When the same experiments were conducted in squirrel monkeys, there was a similar addition of new striatal neurons.

Thus, induced neuronal addition may therefore represent a promising avenue for decreasing the ravages of HD and increasing cognitive ability.

Huntington Disease therapy fails


Huntington Disease in a fatal, inherited disease that causes degeneration of the central nervous system. It clinically manifests itself as severe movement and cognitive problems, and the patient gradually loses control of their body in a slow, painful slide to death that is difficult to watch.
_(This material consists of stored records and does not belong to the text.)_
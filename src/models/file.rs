use chrono::{DateTime, Utc};
use serde::Serialize;
use thiserror::Error as ThisError;
use uuid::Uuid;

#[derive(Debug, Clone, sqlx::FromRow)]
pub struct UploadedFile {
    pub id: Uuid,
    pub user_id: Uuid,
    pub original_filename: String,
    pub object_key: String,
    pub content_type: String,
    pub description: Option<String>,
    pub size_bytes: i64,
    pub sha256: String,
    pub uploaded_at: DateTime<Utc>,
}

impl UploadedFile {
    pub fn extension(&self) -> String {
        file_extension(&self.original_filename).unwrap_or_default()
    }

    pub fn is_text(&self) -> bool {
        self.content_type == "text/plain"
    }
}

#[derive(Debug, Serialize)]
pub struct FileResponse {
    pub id: Uuid,
    pub filename: String,
    pub description: Option<String>,
    pub file_type: String,
    pub content_type: String,
    pub file_size: i64,
    pub sha256: String,
    pub upload_date: DateTime<Utc>,
}

impl From<&UploadedFile> for FileResponse {
    fn from(file: &UploadedFile) -> Self {
        Self {
            id: file.id,
            filename: file.original_filename.clone(),
            description: file.description.clone(),
            file_type: file.extension(),
            content_type: file.content_type.clone(),
            file_size: file.size_bytes,
            sha256: file.sha256.clone(),
            upload_date: file.uploaded_at,
        }
    }
}

#[derive(Debug, Serialize)]
pub struct FileListResponse {
    pub files: Vec<FileResponse>,
}

#[derive(Debug, Serialize)]
pub struct FileAnalysisResponse {
    pub filename: String,
    pub analysis: String,
    #[serde(skip_serializing_if = "Option::is_none")]
    pub fallback: Option<bool>,
}

/// Extension → MIME type for every document type the analyzer accepts
pub const ALLOWED_FILE_TYPES: &[(&str, &str)] = &[
    ("jpg", "image/jpeg"),
    ("jpeg", "image/jpeg"),
    ("png", "image/png"),
    ("gif", "image/gif"),
    ("webp", "image/webp"),
    ("pdf", "application/pdf"),
    ("txt", "text/plain"),
];

pub const MAX_FILE_SIZE: usize = 10 * 1024 * 1024; // 10 MB

pub fn file_extension(filename: &str) -> Option<String> {
    let (_, ext) = filename.rsplit_once('.')?;
    if ext.is_empty() {
        return None;
    }
    Some(ext.to_lowercase())
}

/// MIME type for an allowed filename, `None` when the type is not accepted
pub fn mime_for_filename(filename: &str) -> Option<&'static str> {
    let ext = file_extension(filename)?;
    ALLOWED_FILE_TYPES
        .iter()
        .find(|(allowed, _)| *allowed == ext)
        .map(|(_, mime)| *mime)
}

#[derive(Debug, ThisError)]
pub enum StorageError {
    #[error("Failed to upload object {key}: {message}")]
    Upload { key: String, message: String },

    #[error("Object {key} not found: {message}")]
    NotFound { key: String, message: String },

    #[error("Failed to read object body: {0}")]
    Body(String),

    #[error("Failed to delete object {key}: {message}")]
    Delete { key: String, message: String },

    #[error("Bucket initialisation failed: {0}")]
    Bucket(String),
}
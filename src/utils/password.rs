use bcrypt::{hash, verify, BcryptError, DEFAULT_COST};

pub fn hash_password(password: &str) -> Result<String, BcryptError> {
    hash(password, DEFAULT_COST)
}

pub fn verify_password(password: &str, hash: &str) -> bool {
    verify(password, hash).unwrap_or(false)
}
A treatment for Huntington Disease that generated a far amount of hope in the 1990s was to transplant healthy neural tissue from fetuses. In particular, the striatum — the brain region most severely affected in Huntington disease was replaced by fetal neural tissue. Unfortunately, this tissue came from babies who were killed by selective abortion. Unfortunately, clinical follow-up of this approach has shown that technique does not work (Cicchetti, F. et al. Proc. Natl Acad. Sci. USA advance online publication doi:10.1073/pnas.0904239106 (2009).

Source: http://www.glaucoma.org/uploads/eye-anatomy-2012_650.gif
Source: http://www.glaucoma.org/uploads/eye-anatomy-2012_650.gif

University of South Florida neurosurgeon Thomas Freeman and his colleagues have conducted a post-mortem analysis of the brains of three people with Huntington’s disease who received fetal striatal-tissue transplants a decade before they died. The results were rather clear – instead of slowing or stopping the progression of the disease, the grafts degenerated even more severely than the patients’ own tissue.

Early results for this procedure generated some hope.  Animal experiment in rats (Kendall, A. L. et al. Nature Med. 4, 727-729 (1998) and non-human primates (Isacson, O. et al. Nature Med. 1, 1189-1194 (1995) showed that transplanted tissue could replace lost striatal neurons and improve behavioural symptoms.  Also, early clinical results tended to support the efficacy of this technique.  Patients who had received these striatial grafts showed modest improvements and autopsies showed that the grafts of fetal neural tissue had survived and integrated into the brain (see Hauser, R. A. et al. Neurology 58, 687-695 (2002), and Bachoud-Lévi, A.-C. et al. Lancet Neurol. 5, 303-309).

Unfortunately, this more recent examination shows that the animal models were deceptive.  The animals were treated with chemicals that destroyed the striatum but left the rest of the brain intact.  In the case of human patients, the entire brain is diseased, and dying neurons release extensive amounts of neurotransmitters that kill neurons by overdosing them on these neurotransmitters.  The transplanted tissue is killed by neurotransmitter overdose.

This has implications for stem cell treatments of Huntington Disease.  Transplanted stem cells or neural progenitor cells will be subjected to this same cocktail of death.  Therefore another strategy is needed.

Fortunately, some cells can surround transplanted cells and protect them from death by neurotransmitter overdose.  For example, co-transplantation of testicular Sertoli cells with neural grafts not only produce an area of localized immuno-suppression (due to local secretion of GDNF by the Sertoli cells) but they can push stem cells into dopaminergic neurons, which are killed in Parkinson Disease (see Halberstadt C, Emerich DF, Gores P. Expert Opin Biol Ther. 4, (2004): 813-25).  Therefore, some new thinking on this front might provide a new treatment scheme.